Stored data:

◇ ◇ ◇ ◇ ◇ ◇ ◇

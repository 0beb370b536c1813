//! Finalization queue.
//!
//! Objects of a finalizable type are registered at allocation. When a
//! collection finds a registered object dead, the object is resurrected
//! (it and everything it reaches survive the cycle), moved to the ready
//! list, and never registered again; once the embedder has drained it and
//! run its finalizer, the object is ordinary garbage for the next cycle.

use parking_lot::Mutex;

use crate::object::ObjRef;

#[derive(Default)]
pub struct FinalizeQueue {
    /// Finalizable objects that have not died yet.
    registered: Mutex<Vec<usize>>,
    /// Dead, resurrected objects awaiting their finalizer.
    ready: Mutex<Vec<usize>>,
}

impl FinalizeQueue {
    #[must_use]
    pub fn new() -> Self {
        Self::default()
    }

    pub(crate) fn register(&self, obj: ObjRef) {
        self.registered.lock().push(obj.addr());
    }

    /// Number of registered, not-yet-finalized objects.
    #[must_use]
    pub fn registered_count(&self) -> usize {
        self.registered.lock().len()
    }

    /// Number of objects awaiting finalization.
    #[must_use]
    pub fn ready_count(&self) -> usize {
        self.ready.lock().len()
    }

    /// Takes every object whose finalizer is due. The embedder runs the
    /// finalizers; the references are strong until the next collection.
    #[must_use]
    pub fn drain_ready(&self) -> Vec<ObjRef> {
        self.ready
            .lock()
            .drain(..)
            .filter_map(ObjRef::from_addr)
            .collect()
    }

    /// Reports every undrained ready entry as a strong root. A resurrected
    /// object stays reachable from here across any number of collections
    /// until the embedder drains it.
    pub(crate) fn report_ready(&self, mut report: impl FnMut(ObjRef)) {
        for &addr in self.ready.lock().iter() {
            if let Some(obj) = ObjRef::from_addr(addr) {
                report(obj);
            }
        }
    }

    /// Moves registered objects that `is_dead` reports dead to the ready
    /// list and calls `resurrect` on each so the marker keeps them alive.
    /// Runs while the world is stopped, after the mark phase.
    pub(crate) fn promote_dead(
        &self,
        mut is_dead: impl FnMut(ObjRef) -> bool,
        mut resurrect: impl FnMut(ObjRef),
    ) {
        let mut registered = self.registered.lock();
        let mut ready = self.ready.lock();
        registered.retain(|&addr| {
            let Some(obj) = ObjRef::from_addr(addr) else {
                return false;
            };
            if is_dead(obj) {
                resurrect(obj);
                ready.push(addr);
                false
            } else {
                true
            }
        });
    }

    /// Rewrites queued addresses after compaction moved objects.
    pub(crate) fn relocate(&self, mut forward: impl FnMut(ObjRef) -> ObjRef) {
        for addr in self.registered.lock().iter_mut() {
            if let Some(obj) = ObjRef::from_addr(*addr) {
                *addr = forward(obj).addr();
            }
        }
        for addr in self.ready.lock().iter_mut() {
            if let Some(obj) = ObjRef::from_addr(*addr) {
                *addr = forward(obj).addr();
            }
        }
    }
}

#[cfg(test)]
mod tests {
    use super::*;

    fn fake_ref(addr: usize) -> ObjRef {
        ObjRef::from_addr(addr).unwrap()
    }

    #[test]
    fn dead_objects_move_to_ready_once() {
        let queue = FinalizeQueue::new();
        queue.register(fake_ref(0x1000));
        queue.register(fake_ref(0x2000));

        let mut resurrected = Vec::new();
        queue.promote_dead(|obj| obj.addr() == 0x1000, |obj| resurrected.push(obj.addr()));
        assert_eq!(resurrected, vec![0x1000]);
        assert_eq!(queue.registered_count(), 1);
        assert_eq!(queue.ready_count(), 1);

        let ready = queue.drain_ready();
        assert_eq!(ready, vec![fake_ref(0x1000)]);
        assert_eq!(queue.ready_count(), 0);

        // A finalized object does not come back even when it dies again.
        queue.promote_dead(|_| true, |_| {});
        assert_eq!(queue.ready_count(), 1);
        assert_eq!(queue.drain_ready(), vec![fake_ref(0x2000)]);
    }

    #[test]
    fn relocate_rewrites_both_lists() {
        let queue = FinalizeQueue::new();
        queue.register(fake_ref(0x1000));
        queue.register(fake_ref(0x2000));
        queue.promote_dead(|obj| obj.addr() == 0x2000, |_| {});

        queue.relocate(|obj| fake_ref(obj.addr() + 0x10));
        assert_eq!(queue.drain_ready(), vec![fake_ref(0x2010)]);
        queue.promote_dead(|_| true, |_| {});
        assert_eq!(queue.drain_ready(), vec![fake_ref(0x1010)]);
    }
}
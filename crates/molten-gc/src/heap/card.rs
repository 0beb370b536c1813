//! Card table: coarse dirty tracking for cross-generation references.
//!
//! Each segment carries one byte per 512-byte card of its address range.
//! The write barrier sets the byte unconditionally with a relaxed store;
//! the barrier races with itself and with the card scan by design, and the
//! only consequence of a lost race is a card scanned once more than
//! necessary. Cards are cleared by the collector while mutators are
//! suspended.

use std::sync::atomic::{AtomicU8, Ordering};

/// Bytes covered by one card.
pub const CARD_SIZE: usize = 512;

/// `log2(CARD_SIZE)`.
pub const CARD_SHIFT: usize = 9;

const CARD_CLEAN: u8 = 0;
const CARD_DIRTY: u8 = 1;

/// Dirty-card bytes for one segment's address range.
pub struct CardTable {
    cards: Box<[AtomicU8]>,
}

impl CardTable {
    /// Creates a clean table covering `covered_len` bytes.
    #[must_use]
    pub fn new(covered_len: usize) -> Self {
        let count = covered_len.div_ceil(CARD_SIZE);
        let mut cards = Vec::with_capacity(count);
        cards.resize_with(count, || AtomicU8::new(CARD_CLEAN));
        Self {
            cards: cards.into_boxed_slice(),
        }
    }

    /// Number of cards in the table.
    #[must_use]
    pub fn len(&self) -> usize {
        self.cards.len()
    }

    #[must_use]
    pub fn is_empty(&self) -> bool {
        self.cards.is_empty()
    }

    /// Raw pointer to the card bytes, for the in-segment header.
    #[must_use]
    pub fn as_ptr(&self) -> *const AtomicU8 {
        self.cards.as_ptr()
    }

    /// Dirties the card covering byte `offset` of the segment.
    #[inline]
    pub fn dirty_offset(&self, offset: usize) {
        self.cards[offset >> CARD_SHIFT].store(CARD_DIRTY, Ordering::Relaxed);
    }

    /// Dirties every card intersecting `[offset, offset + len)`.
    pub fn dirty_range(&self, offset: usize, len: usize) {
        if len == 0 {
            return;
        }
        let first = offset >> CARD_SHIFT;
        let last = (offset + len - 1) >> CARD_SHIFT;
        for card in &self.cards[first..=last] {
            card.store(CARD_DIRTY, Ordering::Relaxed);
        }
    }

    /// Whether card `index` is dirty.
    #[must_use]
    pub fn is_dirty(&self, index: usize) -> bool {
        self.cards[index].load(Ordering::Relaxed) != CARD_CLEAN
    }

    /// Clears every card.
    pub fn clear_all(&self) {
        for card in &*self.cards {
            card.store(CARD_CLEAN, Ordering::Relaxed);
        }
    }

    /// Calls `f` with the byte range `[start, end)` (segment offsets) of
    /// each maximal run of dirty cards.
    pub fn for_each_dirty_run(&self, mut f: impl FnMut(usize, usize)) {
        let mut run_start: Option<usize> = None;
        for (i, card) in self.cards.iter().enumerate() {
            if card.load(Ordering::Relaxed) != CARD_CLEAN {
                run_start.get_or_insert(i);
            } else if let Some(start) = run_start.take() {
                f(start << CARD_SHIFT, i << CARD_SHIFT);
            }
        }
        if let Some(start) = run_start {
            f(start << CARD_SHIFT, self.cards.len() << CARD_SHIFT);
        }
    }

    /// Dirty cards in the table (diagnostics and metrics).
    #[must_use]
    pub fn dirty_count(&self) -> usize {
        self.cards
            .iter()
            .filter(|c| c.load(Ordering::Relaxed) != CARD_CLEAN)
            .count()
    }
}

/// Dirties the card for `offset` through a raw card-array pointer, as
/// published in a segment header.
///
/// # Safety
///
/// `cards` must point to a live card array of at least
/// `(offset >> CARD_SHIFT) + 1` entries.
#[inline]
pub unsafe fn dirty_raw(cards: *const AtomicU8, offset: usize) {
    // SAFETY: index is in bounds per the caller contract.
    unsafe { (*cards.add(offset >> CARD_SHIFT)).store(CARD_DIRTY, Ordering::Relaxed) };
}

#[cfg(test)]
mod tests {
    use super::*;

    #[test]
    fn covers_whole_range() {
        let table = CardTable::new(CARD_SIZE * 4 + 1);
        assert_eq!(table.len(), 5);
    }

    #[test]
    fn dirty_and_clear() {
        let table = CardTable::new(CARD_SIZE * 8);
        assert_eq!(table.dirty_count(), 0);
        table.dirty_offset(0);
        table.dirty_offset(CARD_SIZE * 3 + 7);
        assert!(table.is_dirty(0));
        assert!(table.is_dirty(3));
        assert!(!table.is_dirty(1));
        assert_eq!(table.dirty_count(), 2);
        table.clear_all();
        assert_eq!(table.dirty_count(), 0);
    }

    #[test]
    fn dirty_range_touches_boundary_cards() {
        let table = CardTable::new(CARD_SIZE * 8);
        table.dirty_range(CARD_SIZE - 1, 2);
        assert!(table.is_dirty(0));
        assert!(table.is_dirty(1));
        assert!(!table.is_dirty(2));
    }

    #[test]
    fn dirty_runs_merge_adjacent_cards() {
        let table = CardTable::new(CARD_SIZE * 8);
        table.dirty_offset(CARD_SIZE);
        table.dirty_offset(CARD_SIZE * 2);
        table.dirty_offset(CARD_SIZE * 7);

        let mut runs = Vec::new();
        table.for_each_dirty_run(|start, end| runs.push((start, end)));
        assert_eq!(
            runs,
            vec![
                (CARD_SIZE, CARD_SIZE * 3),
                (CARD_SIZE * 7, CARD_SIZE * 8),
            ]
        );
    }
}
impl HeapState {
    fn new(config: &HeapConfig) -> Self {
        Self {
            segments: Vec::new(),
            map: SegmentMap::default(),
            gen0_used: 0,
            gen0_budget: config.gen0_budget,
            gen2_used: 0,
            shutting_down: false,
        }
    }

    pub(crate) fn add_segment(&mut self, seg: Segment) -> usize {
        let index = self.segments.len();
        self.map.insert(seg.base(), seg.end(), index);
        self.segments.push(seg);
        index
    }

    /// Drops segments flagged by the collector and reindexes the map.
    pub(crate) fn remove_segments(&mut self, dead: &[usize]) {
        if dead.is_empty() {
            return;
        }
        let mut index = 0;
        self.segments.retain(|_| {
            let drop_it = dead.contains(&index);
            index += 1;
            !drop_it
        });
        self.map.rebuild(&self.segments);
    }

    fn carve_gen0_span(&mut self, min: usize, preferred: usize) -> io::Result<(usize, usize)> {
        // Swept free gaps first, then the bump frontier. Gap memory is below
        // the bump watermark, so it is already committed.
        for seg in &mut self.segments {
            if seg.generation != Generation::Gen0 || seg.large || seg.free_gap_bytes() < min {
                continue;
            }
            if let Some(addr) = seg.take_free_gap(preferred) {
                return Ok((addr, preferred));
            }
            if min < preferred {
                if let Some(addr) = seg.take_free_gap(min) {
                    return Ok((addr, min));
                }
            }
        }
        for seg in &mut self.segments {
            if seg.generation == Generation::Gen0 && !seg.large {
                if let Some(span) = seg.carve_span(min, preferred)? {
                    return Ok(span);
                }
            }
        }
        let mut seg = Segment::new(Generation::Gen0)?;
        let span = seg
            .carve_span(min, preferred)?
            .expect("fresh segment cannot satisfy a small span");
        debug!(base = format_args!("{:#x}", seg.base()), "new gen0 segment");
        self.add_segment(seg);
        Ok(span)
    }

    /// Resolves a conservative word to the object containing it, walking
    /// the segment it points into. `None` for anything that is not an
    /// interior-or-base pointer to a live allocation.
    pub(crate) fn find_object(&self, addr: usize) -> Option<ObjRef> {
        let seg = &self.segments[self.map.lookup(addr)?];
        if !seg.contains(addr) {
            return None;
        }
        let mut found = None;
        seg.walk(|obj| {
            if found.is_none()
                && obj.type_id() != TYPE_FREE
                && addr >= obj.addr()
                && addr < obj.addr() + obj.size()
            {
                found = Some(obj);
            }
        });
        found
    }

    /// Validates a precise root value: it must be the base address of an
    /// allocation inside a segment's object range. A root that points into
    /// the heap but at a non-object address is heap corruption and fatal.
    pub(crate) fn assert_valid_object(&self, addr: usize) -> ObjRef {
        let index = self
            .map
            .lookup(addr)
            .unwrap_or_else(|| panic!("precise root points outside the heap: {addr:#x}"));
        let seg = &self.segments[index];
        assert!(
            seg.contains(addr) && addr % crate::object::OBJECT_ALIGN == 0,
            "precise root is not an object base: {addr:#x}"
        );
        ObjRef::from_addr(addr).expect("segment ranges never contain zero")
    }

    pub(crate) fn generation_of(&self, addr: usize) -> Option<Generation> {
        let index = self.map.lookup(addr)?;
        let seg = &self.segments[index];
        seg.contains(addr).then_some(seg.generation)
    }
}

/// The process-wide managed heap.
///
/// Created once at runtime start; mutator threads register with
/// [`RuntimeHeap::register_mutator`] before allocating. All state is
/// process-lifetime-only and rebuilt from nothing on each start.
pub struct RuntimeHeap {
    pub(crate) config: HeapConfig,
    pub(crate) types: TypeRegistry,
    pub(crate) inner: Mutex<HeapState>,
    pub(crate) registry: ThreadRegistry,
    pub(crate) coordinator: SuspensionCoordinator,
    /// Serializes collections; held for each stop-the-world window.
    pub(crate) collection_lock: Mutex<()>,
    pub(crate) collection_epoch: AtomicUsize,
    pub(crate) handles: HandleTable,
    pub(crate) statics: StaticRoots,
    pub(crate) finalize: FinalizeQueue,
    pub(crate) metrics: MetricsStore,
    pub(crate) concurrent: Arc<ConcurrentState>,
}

◇ ◇ ◇ ◇ ◇ ◇ ◇

| TASK INSTRUCTIONS |
Beginning at the first line of the data above, retype each line until you reach the line containing "moved to the ready", and include that one too. Add nothing else.

| OUTPUT OF THE EXERCISE |
repository 0beb370b536c1813
//! Finalization queue.
//!
//! Objects of a finalizable type are registered at allocation. When a
//! collection finds a registered object dead, the object is resurrected
//! (it and everything it reaches survive the cycle), moved to the ready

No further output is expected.